Hoy las vísperas y la Navidad han cambiado. Mis papás ya no están y mis hermanos y yo pasamos las fiestas con nuestras nuevas familias. Ahora ya no visito la casa del tío Marcelino; me dirijo, el día de visita, a la cárcel donde está mi hermana Malinali desde julio de 2012.
A pesar de ser una fecha especial, solo tenemos permitidas unas horas para el encuentro. Comemos en una mesa de uno por uno. El alimento, que fue revisado minuciosamente en los filtros de seguridad, se comparte más tarde con aquellas mujeres que han sido abandonadas.
Es sabido que algunas personas que pasan las peores navidades son aquellas que se encuentran en duelo, están enfermas en el hospital o presas en la cárcel. Resisten al dolor, a la soledad y a la nostalgia. Las familias también son contagiadas del sentimiento de tristeza. Cuando reparo en ello, ahonda la pena. Por ello, me parece deleznable que integrantes de la 4T, entre ellas mujeres jóvenes, se burlen de la situación de mi hermana y la mía como familiar.
A ellos les digo que mi hermana está pagando una pena de 89 años en prisión. La juzgó una jueza sin tomar en cuenta las pruebas en su descargo. A nadie le deseo lo que mi hermana y nosotros como familia estamos padeciendo.
De lo que en ocasiones me siento responsable es de que, probablemente, su condena haya sido más alta por una revancha política contra mi persona, porque a sus supuestos cómplices los condenaron a 31 años menos que a ella. Seguramente nunca lo sabré.

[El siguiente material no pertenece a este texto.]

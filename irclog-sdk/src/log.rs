//! Protocol loggers: line sinks, formats, and the periodic flush timer.
//!
//! A [`LogObserver`] formats session traffic with a [`LogFormat`] and hands
//! the lines to a [`Sink`]. Sinks buffer; nothing reaches the disk until the
//! buffer overflows or the observer is flushed, either by the
//! [`FlushRegistry`] timer or by the client on interrupt.

use std::cell::{Ref, RefCell};
use std::fs::OpenOptions;
use std::io::{self, BufWriter, Write};
use std::path::PathBuf;
use std::rc::Rc;
use std::time::Duration;

use chrono::{DateTime, Local, NaiveDate};

use crate::client::Observer;
use crate::error::Result;
use crate::event::{Event, Flow, HandlerResult};
use crate::irc::Message;
use crate::session::Session;

/// Destination for formatted log lines.
pub trait Sink {
    fn append(&mut self, line: String) -> io::Result<()>;
    fn flush(&mut self) -> io::Result<()>;
}

/// Buffers lines in memory and writes them to `W` in batches.
///
/// The buffer is written out once it holds more than `max_lines` lines;
/// `0` writes every line immediately.
pub struct BufferedSink<W> {
    out: W,
    lines: Vec<String>,
    max_lines: usize,
}

impl<W: Write> BufferedSink<W> {
    pub fn new(out: W, max_lines: usize) -> Self {
        Self {
            out,
            lines: Vec::new(),
            max_lines,
        }
    }

    pub fn get_ref(&self) -> &W {
        &self.out
    }

    /// Lines waiting for the next flush.
    pub fn pending(&self) -> usize {
        self.lines.len()
    }
}

impl<W: Write> Sink for BufferedSink<W> {
    fn append(&mut self, line: String) -> io::Result<()> {
        self.lines.push(line);
        if self.lines.len() > self.max_lines {
            Sink::flush(self)?;
        }
        Ok(())
    }

    fn flush(&mut self) -> io::Result<()> {
        write_lines(&mut self.out, &self.lines)?;
        self.lines.clear();
        Ok(())
    }
}

/// Appends to `<basename>-YYYY-MM-DD.txt`, one file per local day.
///
/// The date is taken when the buffer is written, so lines buffered just
/// before midnight land in the next day's file.
pub struct DailyFileSink {
    basename: String,
    lines: Vec<String>,
    max_lines: usize,
}

impl DailyFileSink {
    pub fn new(basename: impl Into<String>, max_lines: usize) -> Self {
        Self {
            basename: basename.into(),
            lines: Vec::new(),
            max_lines,
        }
    }

    pub fn path_for(&self, date: NaiveDate) -> PathBuf {
        PathBuf::from(format!("{}-{}.txt", self.basename, date.format("%Y-%m-%d")))
    }

    fn write_to(&mut self, path: PathBuf) -> io::Result<()> {
        if self.lines.is_empty() {
            return Ok(());
        }
        let file = OpenOptions::new().create(true).append(true).open(&path)?;
        write_lines(&mut BufWriter::new(file), &self.lines)?;
        tracing::debug!(path = %path.display(), lines = self.lines.len(), "Flushed log");
        self.lines.clear();
        Ok(())
    }
}

impl Sink for DailyFileSink {
    fn append(&mut self, line: String) -> io::Result<()> {
        self.lines.push(line);
        if self.lines.len() > self.max_lines {
            Sink::flush(self)?;
        }
        Ok(())
    }

    fn flush(&mut self) -> io::Result<()> {
        let path = self.path_for(Local::now().date_naive());
        self.write_to(path)
    }
}

fn write_lines(out: &mut impl Write, lines: &[String]) -> io::Result<()> {
    for line in lines {
        writeln!(out, "{line}")?;
    }
    out.flush()
}

/// How traffic is rendered.
#[derive(Debug, Clone, Copy, PartialEq, Eq)]
pub enum LogFormat {
    /// `<unix time, ms precision> <raw line>` for everything sent and received.
    Raw,
    /// Human-readable messages, joins, parts and quits. Everything else is dropped.
    Pretty,
}

impl LogFormat {
    /// Render one event, or `None` if this format ignores it.
    ///
    /// `own_nick` names the sender of outgoing messages.
    pub fn format(&self, own_nick: &str, event: &Event, now: DateTime<Local>) -> Option<String> {
        match self {
            LogFormat::Raw => {
                let raw = match event {
                    Event::Send(line) => line.as_str(),
                    Event::Recv(msg) => msg.raw.as_str(),
                    Event::Join(_) => return None,
                };
                let millis = now.timestamp_millis();
                Some(format!(
                    "{}.{:03} {raw}",
                    millis.div_euclid(1000),
                    millis.rem_euclid(1000)
                ))
            }
            LogFormat::Pretty => {
                let text = match event {
                    Event::Send(line) => pretty_sent(own_nick, &Message::parse(line)),
                    Event::Recv(msg) => pretty_received(msg),
                    Event::Join(_) => None,
                }?;
                Some(format!("[{}] {text}", now.format("%Y-%m-%d %H:%M:%S")))
            }
        }
    }
}

fn pretty_sent(own_nick: &str, msg: &Message) -> Option<String> {
    if msg.command != "PRIVMSG" || msg.params.len() < 2 {
        return None;
    }
    Some(format!(
        "<{}:{}> {}",
        clean(own_nick),
        clean(&msg.params[0]),
        clean(&msg.params[1])
    ))
}

fn pretty_received(msg: &Message) -> Option<String> {
    let (nick, user, host) = msg.sender()?;
    let (nick, user, host) = (clean(nick), clean(user), clean(host));
    let first = clean(msg.params.first().map(String::as_str).unwrap_or_default());
    match msg.command.as_str() {
        "PRIVMSG" => {
            let text = clean(msg.params.get(1)?);
            Some(format!("<{nick}:{first}> {text}"))
        }
        "JOIN" => Some(format!("{nick} ({user}@{host}) joined {first}.")),
        "PART" => Some(format!("{nick} ({user}@{host}) left {first}.")),
        "QUIT" => Some(format!("{nick} ({user}@{host}) quit. ({first})")),
        _ => None,
    }
}

/// Strip control characters.
fn clean(s: &str) -> String {
    s.chars().filter(|c| u32::from(*c) >= 32).collect()
}

/// An [`Observer`] that writes formatted traffic to a sink.
pub struct LogObserver<S> {
    format: LogFormat,
    sink: RefCell<S>,
}

impl<S: Sink> LogObserver<S> {
    pub fn new(format: LogFormat, sink: S) -> Self {
        Self {
            format,
            sink: RefCell::new(sink),
        }
    }

    pub fn sink(&self) -> Ref<'_, S> {
        self.sink.borrow()
    }
}

impl<S: Sink> Observer for LogObserver<S> {
    fn observe(&self, session: &mut Session, event: &Event) -> HandlerResult {
        if let Some(line) = self.format.format(session.current_nick(), event, Local::now()) {
            self.sink.borrow_mut().append(line)?;
        }
        Ok(Flow::Continue)
    }

    fn flush(&self) -> Result<()> {
        self.sink.borrow_mut().flush()?;
        Ok(())
    }
}

/// Observers flushed on a fixed period from the session's timer queue.
pub struct FlushRegistry {
    period: Duration,
    observers: Vec<Rc<dyn Observer>>,
}

impl FlushRegistry {
    pub fn new(period: Duration) -> Self {
        Self {
            period,
            observers: Vec::new(),
        }
    }

    pub fn register(&mut self, observer: Rc<dyn Observer>) {
        self.observers.push(observer);
    }

    pub fn len(&self) -> usize {
        self.observers.len()
    }

    pub fn is_empty(&self) -> bool {
        self.observers.is_empty()
    }

    pub fn flush_all(&self) {
        for observer in &self.observers {
            if let Err(e) = observer.flush() {
                tracing::warn!(error = %e, "Periodic flush failed");
            }
        }
    }

    /// Schedule the next flush on `session`. Each flush re-arms the timer.
    pub fn arm(registry: &Rc<Self>, session: &mut Session) {
        if registry.is_empty() {
            return;
        }
        let registry = Rc::clone(registry);
        session.call_in(registry.period, move |session| {
            registry.flush_all();
            FlushRegistry::arm(&registry, session);
            Ok(())
        });
    }
}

Les deseo a todos ustedes, mis lectores favoritos, felices fiestas. Mis mejores deseos para ustedes y los suyos. Que se reúnan en familia y disfruten de su compañía. Yo estaré con parte de mi gente, y añoraré esos momentos de cuando niña disfrutaba, junto con mis hermanos, de ese delicioso pozole servido en mi plato de barro.